YOUR OBJECTIVE =>
Below are records to be reproduced exactly and in full.

[Dataset entries]
▼

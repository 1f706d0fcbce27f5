//! # Part Records
//!
//! The canonical in-memory representation of one aviation component's
//! inventory and compliance data.
//!
//! The backend has used several spellings for the same column over time
//! (`part_name`, `partName`, `description`, ...). Those spellings are accepted
//! here, at the deserialization boundary, as serde aliases so the rest of the
//! crate only ever sees one name per field.
//!
//! Report snapshot items carry the tag twice, as `tagColor` and as the
//! internal `status` code. `status` is only read when no tag color column is
//! present.
//!
//! ```
//! use hangar_docs::part::{Part, TagColor};
//!
//! let part: Part = serde_json::from_str(r#"{
//!     "id": "p-1",
//!     "part_number": "ABC-123",
//!     "tag_color": "SERVICEABLE-YELLOW",
//!     "tt_tat": "120.5"
//! }"#).unwrap();
//!
//! assert_eq!(part.pn.as_deref(), Some("ABC-123"));
//! assert_eq!(part.tag_color, TagColor::Yellow);
//! assert_eq!(part.tt_tat.as_deref(), Some("120.5"));
//! ```

mod history;
mod tag;

pub use history::{EventKind, HistoryEvent};
pub use tag::TagColor;

use serde::{Deserialize, Deserializer, Serialize, Serializer};
use serde_json::{Map, Value};

/// An inventory record for one part.
///
/// Every text attribute is optional; absent and whitespace-only values are
/// treated the same by the renderers (see [`Part::text`]). The tag color is
/// not: a record without one is rejected when it is deserialized, so the
/// `Default` impl is only a starting point for building parts in code.
#[derive(Debug, Clone, Default, PartialEq, Serialize, Deserialize)]
#[serde(remote = "Self", rename_all = "camelCase")]
pub struct Part {
    #[serde(default)]
    pub id: String,
    #[serde(default, alias = "part_number", alias = "partNumber")]
    pub pn: Option<String>,
    #[serde(default, alias = "serial_number", alias = "serialNumber")]
    pub sn: Option<String>,
    #[serde(default, alias = "part_name", alias = "description")]
    pub part_name: Option<String>,
    #[serde(default)]
    pub brand: Option<String>,
    #[serde(default)]
    pub model: Option<String>,
    #[serde(default)]
    pub location: Option<String>,

    #[serde(alias = "tag_color")]
    pub tag_color: TagColor,

    // Times and cycles
    #[serde(default, alias = "tt_tat", alias = "tat")]
    pub tt_tat: Option<String>,
    #[serde(default)]
    pub tso: Option<String>,
    #[serde(default)]
    pub trem: Option<String>,
    #[serde(default)]
    pub tc: Option<String>,
    #[serde(default)]
    pub cso: Option<String>,
    #[serde(default)]
    pub crem: Option<String>,

    // Tag-conditional fields
    #[serde(default, alias = "shelf_life")]
    pub shelf_life: Option<String>,
    #[serde(default, alias = "removal_reason")]
    pub removal_reason: Option<String>,
    #[serde(default, alias = "technical_report")]
    pub technical_report: Option<String>,
    #[serde(default, alias = "physical_storage_location")]
    pub physical_storage_location: Option<String>,
    #[serde(default, alias = "rejection_reason")]
    pub rejection_reason: Option<String>,
    #[serde(default, alias = "final_disposition")]
    pub final_disposition: Option<String>,

    // Aircraft removal
    #[serde(default, alias = "removed_from_ac", alias = "removedFromAC")]
    pub removed_from_ac: Option<String>,
    #[serde(default)]
    pub position: Option<String>,

    #[serde(default, alias = "remarks")]
    pub observations: Option<String>,

    // Organization
    #[serde(default)]
    pub organization: Option<String>,
    #[serde(default, alias = "company_address")]
    pub company_address: Option<String>,
    #[serde(default, alias = "company_phone")]
    pub company_phone: Option<String>,
    #[serde(default, alias = "company_email")]
    pub company_email: Option<String>,
    #[serde(default, alias = "registration_date")]
    pub registration_date: Option<String>,

    // Media (data URIs)
    #[serde(default)]
    pub photo: Option<String>,
    #[serde(default, alias = "technician_signature")]
    pub technician_signature: Option<String>,
    #[serde(default, alias = "inspector_signature")]
    pub inspector_signature: Option<String>,

    // Sign-off identity
    #[serde(default, alias = "technician_name", alias = "technician")]
    pub technician_name: Option<String>,
    #[serde(default, alias = "technician_license")]
    pub technician_license: Option<String>,
    #[serde(default, alias = "inspector_name", alias = "inspector")]
    pub inspector_name: Option<String>,
    #[serde(default, alias = "inspector_license")]
    pub inspector_license: Option<String>,
    /// Explicit sign-off flags. When absent, a present signature image
    /// counts as signed.
    #[serde(default, alias = "signed_by_technician")]
    pub signed_by_technician: Option<bool>,
    #[serde(default, alias = "signed_by_inspector")]
    pub signed_by_inspector: Option<bool>,

    /// Movement history, newest first.
    #[serde(default, deserialize_with = "deserialize_history")]
    pub history: Vec<HistoryEvent>,
}

/// Column names that carry the tag color itself.
const TAG_COLOR_KEYS: [&str; 2] = ["tagColor", "tag_color"];

impl<'de> Deserialize<'de> for Part {
    fn deserialize<D>(deserializer: D) -> Result<Self, D::Error>
    where
        D: Deserializer<'de>,
    {
        let mut fields = Map::deserialize(deserializer)?;
        // `status` duplicates the tag color on snapshot items
        if let Some(status) = fields.remove("status") {
            if !TAG_COLOR_KEYS.iter().any(|k| fields.contains_key(*k)) {
                fields.insert("tagColor".to_string(), status);
            }
        }
        Part::deserialize(Value::Object(fields)).map_err(serde::de::Error::custom)
    }
}

impl Serialize for Part {
    fn serialize<S>(&self, serializer: S) -> Result<S::Ok, S::Error>
    where
        S: Serializer,
    {
        Part::serialize(self, serializer)
    }
}

/// Accept `null` for the history column as well as a list.
fn deserialize_history<'de, D>(deserializer: D) -> Result<Vec<HistoryEvent>, D::Error>
where
    D: serde::Deserializer<'de>,
{
    let opt: Option<Vec<HistoryEvent>> = Option::deserialize(deserializer)?;
    Ok(opt.unwrap_or_default())
}

impl Part {
    /// Blank-safe view of an optional text attribute: `None` for absent or
    /// whitespace-only values.
    pub fn text(value: &Option<String>) -> Option<&str> {
        value.as_deref().map(str::trim).filter(|s| !s.is_empty())
    }

    /// Whether the technician signed off.
    pub fn technician_signed(&self) -> bool {
        self.signed_by_technician
            .unwrap_or_else(|| Self::text(&self.technician_signature).is_some())
    }

    /// Whether the inspector signed off.
    pub fn inspector_signed(&self) -> bool {
        self.signed_by_inspector
            .unwrap_or_else(|| Self::text(&self.inspector_signature).is_some())
    }

    /// Identity fields used by the timeline header.
    pub fn identity(&self) -> PartIdentity {
        PartIdentity {
            id: self.id.clone(),
            pn: self.pn.clone(),
            sn: self.sn.clone(),
            part_name: self.part_name.clone(),
            tag_color: Some(self.tag_color),
        }
    }
}

/// Identity fields shared by every document about a part.
#[derive(Debug, Clone, Default, PartialEq, Serialize, Deserialize)]
#[serde(rename_all = "camelCase")]
pub struct PartIdentity {
    #[serde(default)]
    pub id: String,
    #[serde(default)]
    pub pn: Option<String>,
    #[serde(default)]
    pub sn: Option<String>,
    #[serde(default)]
    pub part_name: Option<String>,
    #[serde(default)]
    pub tag_color: Option<TagColor>,
}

▲

EXERCISE RESPONSE =>
repository 1f706d0fcbce27f5
//! # Part Records
//!
//! The canonical in-memory representation of one aviation component's
//! inventory and compliance data.
//!
//! The backend has used several spellings for the same column over time
//! (`part_name`, `partName`, `description`, ...). Those spellings are accepted
//! here, at the deserialization boundary, as serde aliases so the rest of the
//! crate only ever sees one name per field.
//!
//! Report snapshot items carry the tag twice, as `tagColor` and as the
//! internal `status` code. `status` is only read when no tag color column is
//! present.
//!
//! ```
//! use hangar_docs::part::{Part, TagColor};
//!
//! let part: Part = serde_json::from_str(r#"{
//!     "id": "p-1",
//!     "part_number": "ABC-123",
//!     "tag_color": "SERVICEABLE-YELLOW",
//!     "tt_tat": "120.5"
//! }"#).unwrap();
//!
//! assert_eq!(part.pn.as_deref(), Some("ABC-123"));
//! assert_eq!(part.tag_color, TagColor::Yellow);
//! assert_eq!(part.tt_tat.as_deref(), Some("120.5"));
//! ```

mod history;
mod tag;

pub use history::{EventKind, HistoryEvent};
pub use tag::TagColor;

use serde::{Deserialize, Deserializer, Serialize, Serializer};
use serde_json::{Map, Value};

/// An inventory record for one part.
///
/// Every text attribute is optional; absent and whitespace-only values are
/// treated the same by the renderers (see [`Part::text`]). The tag color is
/// not: a record without one is rejected when it is deserialized, so the
/// `Default` impl is only a starting point for building parts in code.
#[derive(Debug, Clone, Default, PartialEq, Serialize, Deserialize)]
#[serde(remote = "Self", rename_all = "camelCase")]
pub struct Part {
    #[serde(default)]
    pub id: String,
    #[serde(default, alias = "part_number", alias = "partNumber")]
    pub pn: Option<String>,
    #[serde(default, alias = "serial_number", alias = "serialNumber")]
    pub sn: Option<String>,
    #[serde(default, alias = "part_name", alias = "description")]
    pub part_name: Option<String>,
    #[serde(default)]
    pub brand: Option<String>,
    #[serde(default)]
    pub model: Option<String>,
    #[serde(default)]
    pub location: Option<String>,

    #[serde(alias = "tag_color")]
    pub tag_color: TagColor,

    // Times and cycles
    #[serde(default, alias = "tt_tat", alias = "tat")]
    pub tt_tat: Option<String>,
    #[serde(default)]
    pub tso: Option<String>,
    #[serde(default)]
    pub trem: Option<String>,
    #[serde(default)]
    pub tc: Option<String>,
    #[serde(default)]
    pub cso: Option<String>,
    #[serde(default)]
    pub crem: Option<String>,

    // Tag-conditional fields
    #[serde(default, alias = "shelf_life")]
    pub shelf_life: Option<String>,
    #[serde(default, alias = "removal_reason")]
    pub removal_reason: Option<String>,
    #[serde(default, alias = "technical_report")]
    pub technical_report: Option<String>,
    #[serde(default, alias = "physical_storage_location")]
    pub physical_storage_location: Option<String>,
    #[serde(default, alias = "rejection_reason")]
    pub rejection_reason: Option<String>,
    #[serde(default, alias = "final_disposition")]
    pub final_disposition: Option<String>,

    // Aircraft removal
    #[serde(default, alias = "removed_from_ac", alias = "removedFromAC")]
    pub removed_from_ac: Option<String>,
    #[serde(default)]
    pub position: Option<String>,

    #[serde(default, alias = "remarks")]
    pub observations: Option<String>,

    // Organization
    #[serde(default)]
    pub organization: Option<String>,
    #[serde(default, alias = "company_address")]
    pub company_address: Option<String>,
    #[serde(default, alias = "company_phone")]
    pub company_phone: Option<String>,
    #[serde(default, alias = "company_email")]
    pub company_email: Option<String>,
    #[serde(default, alias = "registration_date")]
    pub registration_date: Option<String>,

    // Media (data URIs)
    #[serde(default)]
    pub photo: Option<String>,
    #[serde(default, alias = "technician_signature")]
    pub technician_signature: Option<String>,
    #[serde(default, alias = "inspector_signature")]
    pub inspector_signature: Option<String>,

    // Sign-off identity
    #[serde(default, alias = "technician_name", alias = "technician")]
    pub technician_name: Option<String>,
    #[serde(default, alias = "technician_license")]
    pub technician_license: Option<String>,
    #[serde(default, alias = "inspector_name", alias = "inspector")]
    pub inspector_name: Option<String>,
    #[serde(default, alias = "inspector_license")]
    pub inspector_license: Option<String>,
    /// Explicit sign-off flags. When absent, a present signature image
    /// counts as signed.
    #[serde(default, alias = "signed_by_technician")]
    pub signed_by_technician: Option<bool>,
    #[serde(default, alias = "signed_by_inspector")]
    pub signed_by_inspector: Option<bool>,

    /// Movement history, newest first.
    #[serde(default, deserialize_with = "deserialize_history")]
    pub history: Vec<HistoryEvent>,
}

/// Column names that carry the tag color itself.
const TAG_COLOR_KEYS: [&str; 2] = ["tagColor", "tag_color"];

impl<'de> Deserialize<'de> for Part {
    fn deserialize<D>(deserializer: D) -> Result<Self, D::Error>
    where
        D: Deserializer<'de>,
    {
        let mut fields = Map::deserialize(deserializer)?;
        // `status` duplicates the tag color on snapshot items
        if let Some(status) = fields.remove("status") {
            if !TAG_COLOR_KEYS.iter().any(|k| fields.contains_key(*k)) {
                fields.insert("tagColor".to_string(), status);
            }
        }
        Part::deserialize(Value::Object(fields)).map_err(serde::de::Error::custom)
    }
}

impl Serialize for Part {
    fn serialize<S>(&self, serializer: S) -> Result<S::Ok, S::Error>
    where
        S: Serializer,
    {
        Part::serialize(self, serializer)
    }
}

/// Accept `null` for the history column as well as a list.
fn deserialize_history<'de, D>(deserializer: D) -> Result<Vec<HistoryEvent>, D::Error>
where
    D: serde::Deserializer<'de>,
{
    let opt: Option<Vec<HistoryEvent>> = Option::deserialize(deserializer)?;
    Ok(opt.unwrap_or_default())
}

impl Part {
    /// Blank-safe view of an optional text attribute: `None` for absent or
    /// whitespace-only values.
    pub fn text(value: &Option<String>) -> Option<&str> {
        value.as_deref().map(str::trim).filter(|s| !s.is_empty())
    }

    /// Whether the technician signed off.
    pub fn technician_signed(&self) -> bool {
        self.signed_by_technician
            .unwrap_or_else(|| Self::text(&self.technician_signature).is_some())
    }

    /// Whether the inspector signed off.
    pub fn inspector_signed(&self) -> bool {
        self.signed_by_inspector
            .unwrap_or_else(|| Self::text(&self.inspector_signature).is_some())
    }

    /// Identity fields used by the timeline header.
    pub fn identity(&self) -> PartIdentity {
        PartIdentity {
            id: self.id.clone(),
            pn: self.pn.clone(),
            sn: self.sn.clone(),
            part_name: self.part_name.clone(),
            tag_color: Some(self.tag_color),
        }
    }
}

/// Identity fields shared by every document about a part.
#[derive(Debug, Clone, Default, PartialEq, Serialize, Deserialize)]
#[serde(rename_all = "camelCase")]
pub struct PartIdentity {
    #[serde(default)]
    pub id: String,
    #[serde(default)]
    pub pn: Option<String>,
    #[serde(default)]
    pub sn: Option<String>,
    #[serde(default)]
    pub part_name: Option<String>,
    #[serde(default)]
    pub tag_color: Option<TagColor>,
}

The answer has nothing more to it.